■ **WHAT IS EXPECTED**: Nothing outside the range is wanted. Repeat exactly the lines below from the one with "filename crates/ir/src/lib.rs" through the one with "for structural assertions".

SOURCE MATERIAL: Begin

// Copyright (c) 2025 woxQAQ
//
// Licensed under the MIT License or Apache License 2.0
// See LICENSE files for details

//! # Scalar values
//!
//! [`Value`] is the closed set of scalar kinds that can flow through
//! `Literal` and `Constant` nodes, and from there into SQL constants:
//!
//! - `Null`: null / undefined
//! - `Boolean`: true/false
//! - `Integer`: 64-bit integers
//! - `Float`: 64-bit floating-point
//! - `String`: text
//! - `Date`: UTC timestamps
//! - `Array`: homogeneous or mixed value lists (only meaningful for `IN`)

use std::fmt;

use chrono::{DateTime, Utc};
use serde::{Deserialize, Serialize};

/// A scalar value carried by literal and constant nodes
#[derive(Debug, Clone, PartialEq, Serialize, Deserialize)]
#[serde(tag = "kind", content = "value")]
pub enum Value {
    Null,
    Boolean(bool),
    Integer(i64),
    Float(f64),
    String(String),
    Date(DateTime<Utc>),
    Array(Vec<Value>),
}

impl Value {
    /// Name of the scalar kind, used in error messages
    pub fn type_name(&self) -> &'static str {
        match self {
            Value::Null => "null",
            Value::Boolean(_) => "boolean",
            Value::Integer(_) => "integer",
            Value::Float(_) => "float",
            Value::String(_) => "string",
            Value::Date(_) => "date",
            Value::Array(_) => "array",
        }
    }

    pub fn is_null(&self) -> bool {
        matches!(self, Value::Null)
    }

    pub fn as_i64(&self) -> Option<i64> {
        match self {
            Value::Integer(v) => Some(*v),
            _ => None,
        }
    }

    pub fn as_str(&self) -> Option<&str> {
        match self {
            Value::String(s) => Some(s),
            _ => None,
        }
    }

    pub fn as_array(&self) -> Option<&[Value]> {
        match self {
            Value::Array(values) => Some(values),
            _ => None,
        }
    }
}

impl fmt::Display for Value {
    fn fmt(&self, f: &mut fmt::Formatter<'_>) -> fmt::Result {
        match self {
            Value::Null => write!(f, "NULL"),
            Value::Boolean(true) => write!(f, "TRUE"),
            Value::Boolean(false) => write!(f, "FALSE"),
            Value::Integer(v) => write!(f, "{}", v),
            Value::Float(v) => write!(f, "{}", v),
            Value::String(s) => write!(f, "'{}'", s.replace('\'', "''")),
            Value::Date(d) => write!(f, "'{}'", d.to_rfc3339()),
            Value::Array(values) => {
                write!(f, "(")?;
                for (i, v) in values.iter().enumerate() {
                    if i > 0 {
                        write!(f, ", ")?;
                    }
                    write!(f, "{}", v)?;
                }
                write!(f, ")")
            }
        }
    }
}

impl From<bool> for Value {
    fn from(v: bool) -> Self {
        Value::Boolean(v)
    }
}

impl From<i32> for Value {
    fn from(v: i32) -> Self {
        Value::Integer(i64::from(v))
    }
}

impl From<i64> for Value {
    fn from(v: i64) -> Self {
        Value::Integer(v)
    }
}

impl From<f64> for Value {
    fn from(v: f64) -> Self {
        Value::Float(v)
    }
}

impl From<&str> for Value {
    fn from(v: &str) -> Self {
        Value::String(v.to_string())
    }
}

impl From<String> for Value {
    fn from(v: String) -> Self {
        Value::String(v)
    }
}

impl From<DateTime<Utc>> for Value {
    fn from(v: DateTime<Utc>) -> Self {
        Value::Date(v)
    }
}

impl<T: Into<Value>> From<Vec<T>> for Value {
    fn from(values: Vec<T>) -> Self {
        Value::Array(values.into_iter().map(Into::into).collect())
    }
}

SOURCE MATERIAL: End
SOURCE MATERIAL: Begin

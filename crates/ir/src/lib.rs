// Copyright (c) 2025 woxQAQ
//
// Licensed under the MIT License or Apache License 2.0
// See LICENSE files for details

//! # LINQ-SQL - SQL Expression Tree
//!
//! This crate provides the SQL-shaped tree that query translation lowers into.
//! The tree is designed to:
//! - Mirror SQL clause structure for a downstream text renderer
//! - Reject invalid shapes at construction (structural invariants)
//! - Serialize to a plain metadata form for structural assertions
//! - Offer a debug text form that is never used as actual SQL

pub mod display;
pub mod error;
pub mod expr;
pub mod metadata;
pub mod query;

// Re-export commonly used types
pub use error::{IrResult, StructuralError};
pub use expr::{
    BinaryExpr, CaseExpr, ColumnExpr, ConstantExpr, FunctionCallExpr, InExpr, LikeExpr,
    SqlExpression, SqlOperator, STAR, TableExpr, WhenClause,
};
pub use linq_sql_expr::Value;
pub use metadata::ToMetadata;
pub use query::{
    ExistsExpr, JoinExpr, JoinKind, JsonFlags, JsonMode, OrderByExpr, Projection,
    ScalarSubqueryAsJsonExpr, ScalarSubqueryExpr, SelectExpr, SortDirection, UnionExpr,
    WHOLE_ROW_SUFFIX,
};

SOURCE MATERIAL: End

■ **THE ANSWER**:
filename crates/ir/src/lib.rs
// Copyright (c) 2025 woxQAQ
//
// Licensed under the MIT License or Apache License 2.0
// See LICENSE files for details

//! # LINQ-SQL - SQL Expression Tree
//!
//! This crate provides the SQL-shaped tree that query translation lowers into.
//! The tree is designed to:
//! - Mirror SQL clause structure for a downstream text renderer
//! - Reject invalid shapes at construction (structural invariants)
//! - Serialize to a plain metadata form for structural assertions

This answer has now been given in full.